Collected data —
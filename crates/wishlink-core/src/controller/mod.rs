//! View State Controller
//!
//! Bridges user intent to document store calls and store pushes to
//! render-ready [`ViewState`]. The UI observes state through a callback and
//! never talks to the store directly.
//!
//! Subscriptions: one list and one task subscription per selected list,
//! each pumped by a local task whose abort handle the controller owns.
//! Selecting another list (or tearing down) aborts both before anything new
//! is started; dropping the pump drops the [`Subscription`] and with it the
//! backend listener.

mod view_state;


use futures::future::{abortable, AbortHandle};
use futures::StreamExt;
use std::cell::RefCell;
use std::rc::Rc;

pub use view_state::{ListRecord, Phase, ViewState};

use crate::domain::{
    effective_title, ListId, NewList, NewTask, SessionId, StoreError, StoreResult, Task, TaskId,
    TodoList,
};
use crate::location::{list_id_from_location, location_with_list};
use crate::platform::Platform;
use crate::repository::{DocumentStore, IdentityProvider, Subscription};

/// Confirmation shown after the share link was copied
pub const SHARE_CONFIRMATION: &str = "共有リンクをコピーしました！";

/// Write operations, each reported separately when it fails
#[derive(Debug, Clone, Copy, PartialEq, Eq)]
pub enum WriteAction {
    CreateList,
    AddTask,
    UpdateTask,
    DeleteTask,
    RenameList,
}

impl WriteAction {
    /// Alert text naming the failed action
    pub fn failure_message(self) -> &'static str {
        match self {
            WriteAction::CreateList => "リスト作成に失敗しました。Consoleを確認してください。",
            WriteAction::AddTask => "タスク追加に失敗しました。Consoleを確認してください。",
            WriteAction::UpdateTask => "更新に失敗しました。Consoleを確認してください。",
            WriteAction::DeleteTask => "削除に失敗しました。Consoleを確認してください。",
            WriteAction::RenameList => "タイトル更新に失敗しました。Consoleを確認してください。",
        }
    }

    fn label(self) -> &'static str {
        match self {
            WriteAction::CreateList => "create list",
            WriteAction::AddTask => "add task",
            WriteAction::UpdateTask => "update task",
            WriteAction::DeleteTask => "delete task",
            WriteAction::RenameList => "rename list",
        }
    }
}

type StateObserver = Rc<dyn Fn(&ViewState)>;

/// State plus the observer to tell about changes; shared with the pumps
#[derive(Default)]
struct SharedState {
    view: RefCell<ViewState>,
    observer: RefCell<Option<StateObserver>>,
}

impl SharedState {
    fn update<R>(&self, f: impl FnOnce(&mut ViewState) -> R) -> R {
        let result = f(&mut self.view.borrow_mut());
        self.notify();
        result
    }

    fn notify(&self) {
        let snapshot = self.view.borrow().clone();
        let observer = self.observer.borrow().clone();
        if let Some(observer) = observer {
            observer(&snapshot);
        }
    }
}

/// Abort handles of the pumps serving one list
struct ActiveSubscriptions {
    list_id: ListId,
    list: AbortHandle,
    tasks: AbortHandle,
}

impl Drop for ActiveSubscriptions {
    fn drop(&mut self) {
        self.list.abort();
        self.tasks.abort();
        log::debug!("Released subscriptions for list {}", self.list_id);
    }
}

struct Inner {
    store: Rc<dyn DocumentStore>,
    identity: Rc<dyn IdentityProvider>,
    platform: Rc<dyn Platform>,
    shared: Rc<SharedState>,
    subscriptions: RefCell<Option<ActiveSubscriptions>>,
}

/// Cheap to clone; the last clone to go releases the subscriptions
#[derive(Clone)]
pub struct TodoController {
    inner: Rc<Inner>,
}

impl TodoController {
    pub fn new(
        store: Rc<dyn DocumentStore>,
        identity: Rc<dyn IdentityProvider>,
        platform: Rc<dyn Platform>,
    ) -> Self {
        Self {
            inner: Rc::new(Inner {
                store,
                identity,
                platform,
                shared: Rc::new(SharedState::default()),
                subscriptions: RefCell::new(None),
            }),
        }
    }

    /// Call `observer` now and after every state change
    pub fn observe(&self, observer: impl Fn(&ViewState) + 'static) {
        *self.inner.shared.observer.borrow_mut() = Some(Rc::new(observer));
        self.inner.shared.notify();
    }

    /// Copy of the current state
    pub fn view(&self) -> ViewState {
        self.inner.shared.view.borrow().clone()
    }

    // ========================
    // Session & selection
    // ========================

    /// Obtain an anonymous session. Failures are logged and otherwise ignored.
    pub async fn establish_session(&self) -> Option<SessionId> {
        match self.inner.identity.ensure_anonymous_session().await {
            Ok(session) => {
                log::info!("Anonymous session established");
                self.inner
                    .shared
                    .update(|view| view.session = Some(session.clone()));
                Some(session)
            }
            Err(err) => {
                log::error!("Anonymous sign-in failed: {}", err);
                None
            }
        }
    }

    /// Select the list named by the location's `list` parameter (or none)
    pub fn resolve_list_from_location(&self) -> Option<ListId> {
        let href = self.inner.platform.current_location();
        let list_id = match list_id_from_location(&href) {
            Ok(list_id) => list_id,
            Err(err) => {
                log::warn!("Ignoring unreadable location: {}", err);
                None
            }
        };
        self.select_list(list_id.clone());
        list_id
    }

    fn select_list(&self, list_id: Option<ListId>) {
        let current = self.inner.shared.view.borrow().list_id.clone();
        let subscribed = self.inner.subscriptions.borrow().is_some();
        if current == list_id && (list_id.is_none() || subscribed) {
            return;
        }

        self.release_subscriptions();
        self.inner.shared.update(|view| view.select(list_id.clone()));

        match &list_id {
            Some(id) => {
                log::info!("Selected list {}", id);
                self.subscribe(id);
            }
            None => log::info!("No list selected"),
        }
    }

    fn subscribe(&self, list_id: &ListId) {
        let list_pump = pump(
            self.inner.shared.clone(),
            list_id.clone(),
            "list",
            self.subscribe_to_list(list_id),
            ViewState::apply_list_snapshot,
        );
        let task_pump = pump(
            self.inner.shared.clone(),
            list_id.clone(),
            "tasks",
            self.subscribe_to_tasks(list_id),
            ViewState::apply_tasks_snapshot,
        );

        let (list_pump, list_handle) = abortable(list_pump);
        let (task_pump, task_handle) = abortable(task_pump);
        self.inner.platform.spawn(Box::pin(async move {
            let _ = list_pump.await;
        }));
        self.inner.platform.spawn(Box::pin(async move {
            let _ = task_pump.await;
        }));

        *self.inner.subscriptions.borrow_mut() = Some(ActiveSubscriptions {
            list_id: list_id.clone(),
            list: list_handle,
            tasks: task_handle,
        });
    }

    /// Live list document for `list_id`
    pub fn subscribe_to_list(&self, list_id: &ListId) -> Subscription<Option<TodoList>> {
        self.inner.store.watch_list(list_id)
    }

    /// Live tasks of `list_id`, creation order
    pub fn subscribe_to_tasks(&self, list_id: &ListId) -> Subscription<Vec<Task>> {
        self.inner.store.watch_tasks(list_id)
    }

    fn release_subscriptions(&self) {
        let released = self.inner.subscriptions.borrow_mut().take();
        drop(released);
    }

    /// Stop all live delivery (component teardown)
    pub fn teardown(&self) {
        self.release_subscriptions();
    }

    // ========================
    // Input buffers
    // ========================

    pub fn set_title_input(&self, text: &str) {
        self.inner
            .shared
            .update(|view| view.title_input = text.to_string());
    }

    pub fn set_new_task_input(&self, text: &str) {
        self.inner
            .shared
            .update(|view| view.new_task_input = text.to_string());
    }

    /// Edit the shown title locally; `rename_list` persists it
    pub fn edit_title(&self, text: &str) {
        self.inner.shared.update(|view| view.edit_title(text));
    }

    // ========================
    // Writes
    // ========================

    /// Create a list, put its id in the location and show it right away
    pub async fn create_list(&self, title: &str) -> StoreResult<ListId> {
        let draft = NewList::from_input(title);
        self.inner.shared.update(|view| view.creating = true);

        let result = self.inner.store.create_list(&draft).await;
        let outcome = match result {
            Ok(id) => {
                log::info!("Created list {}", id);
                self.publish_location(&id);
                self.select_list(Some(id.clone()));
                self.inner
                    .shared
                    .update(|view| view.show_speculative(TodoList::new(id.clone(), draft.title)));
                Ok(id)
            }
            Err(err) => {
                self.report_failure(WriteAction::CreateList, &err);
                Err(err)
            }
        };

        self.inner.shared.update(|view| view.creating = false);
        outcome
    }

    /// Add a task to the shown list. `Ok(None)` when there is nothing to add.
    pub async fn add_task(&self, text: &str) -> StoreResult<Option<TaskId>> {
        let draft = {
            let view = self.inner.shared.view.borrow();
            view.current_list()
                .and_then(|list| NewTask::from_input(&list.id, text))
        };
        let Some(draft) = draft else {
            return Ok(None);
        };

        match self.inner.store.create_task(&draft).await {
            Ok(id) => {
                log::debug!("Added task {} to list {}", id, draft.list_id);
                self.inner.shared.update(|view| view.new_task_input.clear());
                Ok(Some(id))
            }
            Err(err) => {
                self.report_failure(WriteAction::AddTask, &err);
                Err(err)
            }
        }
    }

    pub async fn toggle_task(&self, task: &Task) -> StoreResult<()> {
        self.inner
            .store
            .set_task_completed(&task.id, !task.completed)
            .await
            .map_err(|err| self.report_failure(WriteAction::UpdateTask, &err))
    }

    pub async fn remove_task(&self, task: &Task) -> StoreResult<()> {
        self.inner
            .store
            .delete_task(&task.id)
            .await
            .map_err(|err| self.report_failure(WriteAction::DeleteTask, &err))
    }

    /// Persist a new title for the shown list; blank falls back to the default
    pub async fn rename_list(&self, new_title: &str) -> StoreResult<()> {
        let list_id = self.current_list_id();
        let Some(list_id) = list_id else {
            return Ok(());
        };

        self.inner
            .store
            .rename_list(&list_id, &effective_title(new_title))
            .await
            .map_err(|err| self.report_failure(WriteAction::RenameList, &err))
    }

    /// Copy the link to the shown list and confirm. Returns the copied link.
    pub fn share_link(&self) -> Option<String> {
        let list_id = self.current_list_id()?;
        let href = self.inner.platform.current_location();
        let link = match location_with_list(&href, &list_id) {
            Ok(link) => link,
            Err(err) => {
                log::warn!("Cannot build share link: {}", err);
                return None;
            }
        };

        self.inner.platform.copy_to_clipboard(&link);
        self.inner.platform.alert(SHARE_CONFIRMATION);
        Some(link)
    }

    // ========================
    // Helpers
    // ========================

    fn current_list_id(&self) -> Option<ListId> {
        let view = self.inner.shared.view.borrow();
        view.current_list().map(|list| list.id.clone())
    }

    fn publish_location(&self, list_id: &ListId) {
        let href = self.inner.platform.current_location();
        match location_with_list(&href, list_id) {
            Ok(updated) => self.inner.platform.replace_location(&updated),
            Err(err) => log::warn!("Cannot put list {} into the location: {}", list_id, err),
        }
    }

    /// Log and alert; returns the error for `map_err` chains
    fn report_failure(&self, action: WriteAction, err: &StoreError) -> StoreError {
        log::error!("Failed to {}: {}", action.label(), err);
        self.inner.platform.alert(action.failure_message());
        err.clone()
    }
}

/// Feed snapshots for `list_id` into the view until the stream ends or the
/// pump is aborted. Snapshots for a list that is no longer selected are
/// dropped.
async fn pump<T>(
    shared: Rc<SharedState>,
    list_id: ListId,
    label: &'static str,
    mut subscription: Subscription<T>,
    apply: fn(&mut ViewState, T),
) {
    while let Some(snapshot) = subscription.next().await {
        match snapshot {
            Ok(value) => {
                let selected = shared.view.borrow().list_id.as_ref() == Some(&list_id);
                if selected {
                    log::debug!("Applying {} snapshot for list {}", label, list_id);
                    shared.update(|view| apply(view, value));
                } else {
                    log::debug!("Dropping stale {} snapshot for list {}", label, list_id);
                }
            }
            Err(err) => log::error!("{} subscription for list {} failed: {}", label, list_id, err),
        }
    }
    log::debug!("{} subscription for list {} ended", label, list_id);
}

What to do —
In the entries above, find each line with the string "await" and copy it.

Response area —
        match self.inner.identity.ensure_anonymous_session().await {
            let _ = list_pump.await;
            let _ = task_pump.await;
        let result = self.inner.store.create_list(&draft).await;
        match self.inner.store.create_task(&draft).await {
            .await
            .await
            .await
    while let Some(snapshot) = subscription.next().await {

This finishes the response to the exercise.